(Action item) The job is to find each line in the entries holding the string "Failed" and copy that line.

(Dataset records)
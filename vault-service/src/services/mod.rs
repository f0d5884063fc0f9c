//! Services layer for vault-service.
//!
//! Every operation follows the same order: rate limit, authorize, validate,
//! mutate through the store, then invalidate cache keys and record audit.

pub mod archive;
pub mod audit;
mod audit_log;
pub mod authz;
pub mod cache;
pub mod crypto;
pub mod error;
mod identity;
mod membership;
mod org;
mod project;
pub mod rate_limit;
pub mod redis;
pub mod store;
mod vault;

pub use archive::{AuditArchive, FileAuditArchive, MemoryArchive};
pub use audit::{AuditEvent, AuditWriter, RequestContext};
pub use audit_log::AuditLogService;
pub use authz::AuthorizationEngine;
pub use cache::{CacheLayer, Ttl};
pub use crypto::CryptoEngine;
pub use error::{AuthzDenial, ServiceError};
pub use identity::{generate_token, hash_token, IdentityService};
pub use membership::MembershipService;
pub use org::OrgService;
pub use project::ProjectService;
pub use rate_limit::{ActorRateLimiter, OperationClass};
pub use redis::{CacheBackend, MockCache, RedisService};
pub use store::{InMemoryStore, PgStore, ProfileChanges, SecretChanges, VaultStore};
pub use vault::SecretVault;

use std::sync::Arc;
use tracing::warn;
use uuid::Uuid;

use crate::models::Scope;

/// Process-wide collaborators shared by every service.
#[derive(Clone)]
pub struct ServiceContext {
    pub store: Arc<dyn VaultStore>,
    pub authz: AuthorizationEngine,
    pub audit: AuditWriter,
    pub cache: CacheLayer,
    pub limiter: ActorRateLimiter,
}

impl ServiceContext {
    pub fn new(store: Arc<dyn VaultStore>, cache: CacheLayer, limiter: ActorRateLimiter) -> Self {
        Self {
            authz: AuthorizationEngine::new(store.clone()),
            audit: AuditWriter::new(store.clone(), cache.clone()),
            store,
            cache,
            limiter,
        }
    }

    /// Drop every cached view of an org: its per-member details and the org
    /// and project lists of its members and of `extra_users`.
    pub async fn refresh_org(&self, org_id: Uuid, extra_users: &[Uuid]) {
        self.cache
            .invalidate_prefix(&cache::org_data_prefix(org_id))
            .await;

        let mut users = match self.store.list_members(Scope::Org(org_id)).await {
            Ok(members) => members.into_iter().map(|m| m.user_id).collect(),
            Err(e) => {
                warn!(org_id = %org_id, error = %e, "Failed to list members for cache refresh");
                self.cache.invalidate_prefix("user:").await;
                Vec::new()
            }
        };
        users.extend_from_slice(extra_users);
        self.invalidate_user_views(&users).await;
    }

    /// Drop a project's secret list and the project lists of its members and
    /// of `extra_users`.
    pub async fn refresh_project(&self, project_id: Uuid, extra_users: &[Uuid]) {
        let mut keys = vec![cache::project_secrets_key(project_id)];

        match self.store.list_members(Scope::Project(project_id)).await {
            Ok(members) => keys.extend(
                members
                    .iter()
                    .map(|m| cache::user_projects_key(m.user_id)),
            ),
            Err(e) => {
                warn!(project_id = %project_id, error = %e, "Failed to list members for cache refresh");
                self.cache.invalidate_prefix("user:projects:").await;
            }
        }
        keys.extend(extra_users.iter().map(|u| cache::user_projects_key(*u)));
        self.cache.invalidate(&keys).await;
    }

    pub async fn invalidate_user_views(&self, users: &[Uuid]) {
        let keys: Vec<String> = users
            .iter()
            .flat_map(|u| [cache::user_orgs_key(*u), cache::user_projects_key(*u)])
            .collect();
        self.cache.invalidate(&keys).await;
    }

    /// The org (and project, if any) an audit entry for `scope` belongs to.
    pub async fn audit_scope(&self, scope: Scope) -> Result<(Uuid, Option<Uuid>), ServiceError> {
        match scope {
            Scope::Org(org_id) => Ok((org_id, None)),
            Scope::Project(project_id) => {
                let project = self
                    .store
                    .find_project(project_id)
                    .await?
                    .ok_or_else(|| ServiceError::not_found("Project"))?;
                Ok((project.org_id, Some(project_id)))
            }
        }
    }
}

(Solution for this problem)
                warn!(org_id = %org_id, error = %e, "Failed to list members for cache refresh");
                warn!(project_id = %project_id, error = %e, "Failed to list members for cache refresh");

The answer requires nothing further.